Oxide semiconductors are commonly used in resistive gas sensors. Their ability to transform the chemical interaction between the oxide and the gas that surrounds it into an electrical signal in the form of a variation of resistance is key with these devices. The operation of these devices is based on the chemisorption of the gases at the surface of the material which induces an exchange of electrons with the semiconductor, hence affecting the conductivity of the material. To maximize the solid-gas interaction surface, the semiconductor is usually nanostructured with a sufficient intergranular porosity. It is accepted that the grains play the role of receptor since it’s where the chemisorption takes place. In the same way, the grain boundaries play the role of transducer since it’s where the electric conduction is the most affected by the gas. The development and optimization of such devices can be made through the optimization of the semiconductor’s microstructure.

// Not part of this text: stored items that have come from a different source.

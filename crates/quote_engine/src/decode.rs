use std::fs;
use std::path::Path;

use chardetng::EncodingDetector;
use encoding_rs::Encoding;

/// How far into the page a `<meta charset>` declaration is looked for.
const META_PRESCAN_BYTES: usize = 1024;

#[derive(Debug, Clone, PartialEq, Eq)]
pub struct DecodedPage {
    pub html: String,
    pub encoding_label: String,
}

#[derive(Debug, thiserror::Error)]
pub enum DecodeError {
    #[error("failed to read {path}: {source}")]
    Read {
        path: String,
        #[source]
        source: std::io::Error,
    },
    #[error("failed to decode bytes with {encoding}")]
    Malformed { encoding: String },
}

/// Reads and decodes a saved page.
pub fn load_page(path: &Path, charset_hint: Option<&str>) -> Result<DecodedPage, DecodeError> {
    let bytes = fs::read(path).map_err(|source| DecodeError::Read {
        path: path.display().to_string(),
        source,
    })?;
    decode_page(&bytes, charset_hint)
}

/// Decodes page bytes using: BOM -> caller hint -> `<meta>` charset -> chardetng guess.
pub fn decode_page(bytes: &[u8], charset_hint: Option<&str>) -> Result<DecodedPage, DecodeError> {
    if let Some((encoding, _)) = Encoding::for_bom(bytes) {
        return decode_with(bytes, encoding);
    }

    let declared = charset_hint
        .and_then(|hint| Encoding::for_label(charset_label(hint).as_bytes()))
        .or_else(|| meta_charset(bytes));
    if let Some(encoding) = declared {
        return decode_with(bytes, encoding);
    }

    let mut detector = EncodingDetector::new();
    detector.feed(bytes, true);
    decode_with(bytes, detector.guess(None, true))
}

/// Accepts either a bare label or a `Content-Type` value with `charset=`.
fn charset_label(hint: &str) -> &str {
    hint.split(';')
        .map(str::trim)
        .find_map(|part| {
            part.get(..8)
                .filter(|prefix| prefix.eq_ignore_ascii_case("charset="))
                .map(|_| &part[8..])
        })
        .unwrap_or(hint)
        .trim_matches([' ', '"', '\''].as_ref())
}

fn meta_charset(bytes: &[u8]) -> Option<&'static Encoding> {
    let head = &bytes[..bytes.len().min(META_PRESCAN_BYTES)];
    let head = String::from_utf8_lossy(head).to_ascii_lowercase();
    let start = head.find("charset=")? + "charset=".len();
    let label: String = head[start..]
        .trim_start_matches(['"', '\''])
        .chars()
        .take_while(|ch| ch.is_ascii_alphanumeric() || matches!(ch, '-' | '_' | ':' | '.'))
        .collect();
    Encoding::for_label(label.as_bytes())
}

fn decode_with(bytes: &[u8], encoding: &'static Encoding) -> Result<DecodedPage, DecodeError> {
    let (text, _, had_errors) = encoding.decode(bytes);
    if had_errors {
        return Err(DecodeError::Malformed {
            encoding: encoding.name().to_string(),
        });
    }
    Ok(DecodedPage {
        html: text.into_owned(),
        encoding_label: encoding.name().to_string(),
    })
}

#[cfg(test)]
mod tests {
    use super::{charset_label, decode_page};

    #[test]
    fn hint_accepts_content_type_or_label() {
        assert_eq!(charset_label("text/html; charset=ISO-8859-1"), "ISO-8859-1");
        assert_eq!(charset_label("text/html; Charset=\"utf-8\""), "utf-8");
        assert_eq!(charset_label("windows-1252"), "windows-1252");
    }

    #[test]
    fn hint_selects_encoding() {
        let decoded = decode_page(b"caf\xe9", Some("iso-8859-1")).unwrap();
        assert_eq!(decoded.html, "caf\u{e9}");
    }

    #[test]
    fn bom_wins_over_hint() {
        let decoded = decode_page(b"\xEF\xBB\xBFhello", Some("iso-8859-1")).unwrap();
        assert_eq!(decoded.html, "hello");
        assert_eq!(decoded.encoding_label, "UTF-8");
    }

    #[test]
    fn meta_charset_is_honoured() {
        let bytes = b"<html><head><meta charset=\"windows-1252\"></head><p>caf\xe9</p>";
        let decoded = decode_page(bytes, None).unwrap();
        assert_eq!(decoded.encoding_label, "windows-1252");
        assert!(decoded.html.contains("caf\u{e9}"));
    }

    #[test]
    fn malformed_utf8_is_an_error() {
        assert!(decode_page(b"ab\xc3", Some("utf-8")).is_err());
    }
}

In this work, resistive gas sensors were developed using a Radio Frequency Magnetron sputtering method to grow oxide thin films on test platforms playing the role of gas transducer. In earlier works, V. Gunasekaran [1, 2] studied Ga-doped ZnO gas sensors and showed promising detection performances of this sensitive material for NO2 detection. The hence produced detector was however unstable and its sensing properties declined over time. Our current work focuses on the attempt to stabilize electrical response through thermal annealing treatment.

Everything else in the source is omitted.